use crate::{document::model::Clip, foundation::core::MIN_WORD_SECS};

/// Proportionally rescale every word of `clip` into `[new_start, new_end]`.
///
/// Each word keeps its relative position within the old clip span, then is clamped into
/// the new span with a minimum width of [`MIN_WORD_SECS`]. Returns `None` when either the
/// old or the new span is not strictly positive.
pub fn rescale_clip_timing(clip: &Clip, new_start: f64, new_end: f64) -> Option<Clip> {
    let old = clip.time_range()?;
    let old_duration = old.end - old.start;
    let new_duration = new_end - new_start;
    if !(old_duration > 0.0 && new_duration > 0.0) || !new_start.is_finite() {
        return None;
    }

    let mut out = clip.clone();
    for w in &mut out.words {
        let rel_start = (w.start - old.start) / old_duration;
        let rel_end = (w.end - old.start) / old_duration;
        let scaled_start = new_start + rel_start * new_duration;
        let scaled_end = new_start + rel_end * new_duration;

        w.start = new_start.max((scaled_end - MIN_WORD_SECS).min(scaled_start));
        w.end = new_end.min((scaled_start + MIN_WORD_SECS).max(scaled_end));
    }
    Some(out)
}

/// Move a clip by `delta` seconds without changing word durations.
pub fn shift_clip_timing(clip: &Clip, delta: f64) -> Clip {
    let mut out = clip.clone();
    for w in &mut out.words {
        w.start += delta;
        w.end += delta;
    }
    for s in &mut out.stickers {
        s.start += delta;
        s.end += delta;
    }
    out
}

#[cfg(test)]
#[path = "../../tests/unit/processor/timing.rs"]
mod tests;
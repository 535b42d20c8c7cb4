use super::*;
use crate::{foundation::ids::SequentialIdGen, processor::measure::GlyphWidthMeasure};

fn clip(n: usize, word_secs: f64) -> Clip {
    let words = (0..n)
        .map(|i| {
            let s = i as f64 * word_secs;
            Word::new(format!("w{i}"), format!("word{i}"), s, s + word_secs)
        })
        .collect();
    Clip::new("c", "spk", words)
}

fn run(c: &Clip, mode: SplitMode) -> SubcutResult<Vec<Clip>> {
    split_clip(
        c,
        &mode,
        &ProcessorConfig::default(),
        &GlyphWidthMeasure::default(),
        &mut SequentialIdGen::new(),
    )
}

fn lens(pieces: &[Clip]) -> Vec<usize> {
    pieces.iter().map(|p| p.words.len()).collect()
}

#[test]
fn half_rounds_up() {
    assert_eq!(lens(&run(&clip(5, 1.0), SplitMode::Half).unwrap()), vec![3, 2]);
    assert_eq!(lens(&run(&clip(4, 1.0), SplitMode::Half).unwrap()), vec![2, 2]);
}

#[test]
fn at_word_preserves_timings_ids_and_speaker() {
    let c = clip(4, 0.5);
    let pieces = run(&c, SplitMode::AtWord { index: 1 }).unwrap();
    assert_eq!(lens(&pieces), vec![1, 3]);
    assert_eq!(pieces[0].words[0], c.words[0]);
    assert_eq!(pieces[1].words, c.words[1..].to_vec());
    assert_eq!(pieces[1].full_text, "word1 word2 word3");
    assert_eq!(pieces[0].speaker, "spk");
    assert_eq!(pieces[0].id, "c_split_0");
    assert_eq!(pieces[1].id, "c_split_1");
}

#[test]
fn at_word_out_of_range_is_invalid() {
    let c = clip(3, 1.0);
    for index in [0, 3, 7] {
        let err = run(&c, SplitMode::AtWord { index }).unwrap_err();
        assert!(matches!(err, SubcutError::InvalidRange(_)));
    }
}

#[test]
fn single_word_clip_cannot_split() {
    let err = run(&clip(1, 1.0), SplitMode::Half).unwrap_err();
    assert!(matches!(err, SubcutError::InvalidRange(_)));
}

#[test]
fn fraction_snaps_to_nearest_word_boundary() {
    let c = clip(4, 1.0);
    assert_eq!(
        lens(&run(&c, SplitMode::AtFraction { fraction: 0.3 }).unwrap()),
        vec![1, 3]
    );
    assert_eq!(
        lens(&run(&c, SplitMode::AtFraction { fraction: 0.9 }).unwrap()),
        vec![3, 1]
    );
    assert!(run(&c, SplitMode::AtFraction { fraction: 1.0 }).is_err());
}

#[test]
fn duration_mode_chunks_evenly() {
    // 10 words x 1s = 10s, max 4s -> 3 target clips -> 4 words per clip.
    let pieces = run(&clip(10, 1.0), SplitMode::Duration {
            max_secs: Some(4.0),
        }).unwrap();
    assert_eq!(lens(&pieces), vec![4, 4, 2]);

    let short = clip(3, 1.0);
    let pieces = run(&short, SplitMode::Duration {
            max_secs: Some(4.0),
        }).unwrap();
    assert_eq!(pieces, vec![short]);
}

#[test]
fn duration_mode_falls_back_to_configured_maximum() {
    let config = ProcessorConfig {
        max_clip_duration: 3.0,
        ..ProcessorConfig::default()
    };
    let pieces = split_clip(
        &clip(6, 1.0),
        &SplitMode::Duration { max_secs: None },
        &config,
        &GlyphWidthMeasure::default(),
        &mut SequentialIdGen::new(),
    )
    .unwrap();
    assert_eq!(lens(&pieces), vec![3, 3]);

    // Default maximum is 5s.
    let pieces = run(&clip(6, 1.0), SplitMode::Duration { max_secs: None }).unwrap();
    assert_eq!(lens(&pieces), vec![3, 3]);
    let pieces = run(&clip(4, 1.0), SplitMode::Duration { max_secs: None }).unwrap();
    assert_eq!(lens(&pieces), vec![4]);
}

#[test]
fn automatic_modes_pass_single_word_clips_through() {
    assert!(SplitMode::LineBreak.is_automatic());
    assert!(SplitMode::Duration { max_secs: None }.is_automatic());
    assert!(!SplitMode::Half.is_automatic());
    assert!(!SplitMode::AtWord { index: 1 }.is_automatic());

    let single = clip(1, 9.0);
    assert_eq!(run(&single, SplitMode::LineBreak).unwrap(), vec![single.clone()]);
    assert_eq!(
        run(&single, SplitMode::Duration { max_secs: Some(2.0) }).unwrap(),
        vec![single.clone()]
    );
    let err = run(&single, SplitMode::Half).unwrap_err();
    assert!(matches!(err, SubcutError::InvalidRange(_)));
}

#[test]
fn line_break_fills_up_to_max_width() {
    // Each "wordN" is 5 narrow chars: 5 * 0.55 * 54px = 148.5px, space 16.2px.
    // Max width 768px fits 4 words (4*148.5 + 3*16.2 = 642.6), not 5 (807.3).
    let pieces = run(&clip(10, 0.3), SplitMode::LineBreak).unwrap();
    assert_eq!(lens(&pieces), vec![4, 4, 2]);

    let fits = clip(3, 0.3);
    assert_eq!(run(&fits, SplitMode::LineBreak).unwrap(), vec![fits]);
}

#[test]
fn stickers_follow_their_start_time() {
    let mut c = clip(4, 1.0);
    c.stickers.push(Sticker {
        id: "sticker_t1".to_string(),
        text: "wow".to_string(),
        start: 2.5,
        end: 3.0,
        original_inserted_text_id: "t1".to_string(),
    });
    let pieces = run(&c, SplitMode::Half).unwrap();
    assert!(pieces[0].stickers.is_empty());
    assert_eq!(pieces[1].stickers.len(), 1);
}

************

Work request:
Using the records above, copy all lines that include the word "foundation".

Result of this task:
use crate::{document::model::Clip, foundation::core::MIN_WORD_SECS};
use crate::{foundation::ids::SequentialIdGen, processor::measure::GlyphWidthMeasure};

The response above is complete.